Next, I loaded Final_EdgeList into OpenRefine, a tool used to automate the processing and editing of large quantities of data. To prepare the data to go into R, to generate the full dataset, I needed to split the artist list across columns in each exhibition row, so that each artist name had its own cell. To do so, I used the following GREL formulas:
For cells with double line breaks: value.replace(/\s\s/,”, “)
For cells with single line breaks: value.replace(/\n/,”, “)
For artists with “and”s (in the case of multiple artists, or collectives), to isolate individual participants: value.replace(” and”,”,”)
I also needed to delete the “Source” column that listed the exhibition titles, the “Type” column, and the header row. I then exported it as a CSV, the result being this document, Final-EdgeList-forR.csv.
To transform this into the dataset, I used Professor Chris Alen Sula’s directions for Preparing Network Data in R, which resulted in the document Final-EdgeList-postR.csv.
With this as my finished edge list, I was ready to plug the data into Gephi and create my visualization.
CREATING THE VISUALIZATION
TOOLS: Gephi and Photoshop CC
After opening the dataset in Gephi, I went to the Data Laboratory tab, and copied the ID data into the Label column, so that I would be able to label my nodes with artist names. I also calculated the Average Degree, Modularity, and Graph Density. The Average Degree was 135.318, the Graph Density .078, and the Modularity .663, with 13 communities no matter the resolution tested.

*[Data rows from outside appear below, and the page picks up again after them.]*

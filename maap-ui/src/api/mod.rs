//! HTTP API handlers for maap-ui

pub mod export;
pub mod health;
pub mod records;
pub mod ui;
pub mod upload;
pub mod watch;

pub use export::{export_document, export_text};
pub use health::health_routes;
pub use records::{get_record, list_records};
pub use ui::serve_index;
pub use upload::upload_audio;
pub use watch::watch_result;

After testing some options, I decided on using the Force Atlas 2 layout, as it created the clearest clustering from the data. At the recommendation of Prof. Sula, I added the Modularity Classes by color to the layout using Partition, to better segment the data, and get a better idea what was going on. I used the Generate Palette function, with a goal of getting a variety of brighter pastels that were easily distinguishable from one another, as I already knew I wanted to use a black background for my final visualization. I used the Pastel preset, and repeatedly generated color palettes until I was happy with the color variety. My earliest iteration of the design, v.1, was the result:
While this was a good start, the labels were completely illegible, and the look was not as polished as I had hoped. So, next I set the node labels to scale to proportional size, set the font to Helvetica Neue (the closest option to the Whitney’s in-house font used by our design team, which is Haas Grot Text 55 Roman), set the font to be white, and added a 5px stroke outline (opacity 70%) to be applied that reflected the color of the node’s modularity class, so that it would be clear which class the artist was grouped into. The node border was switched to white, and also set to 5px.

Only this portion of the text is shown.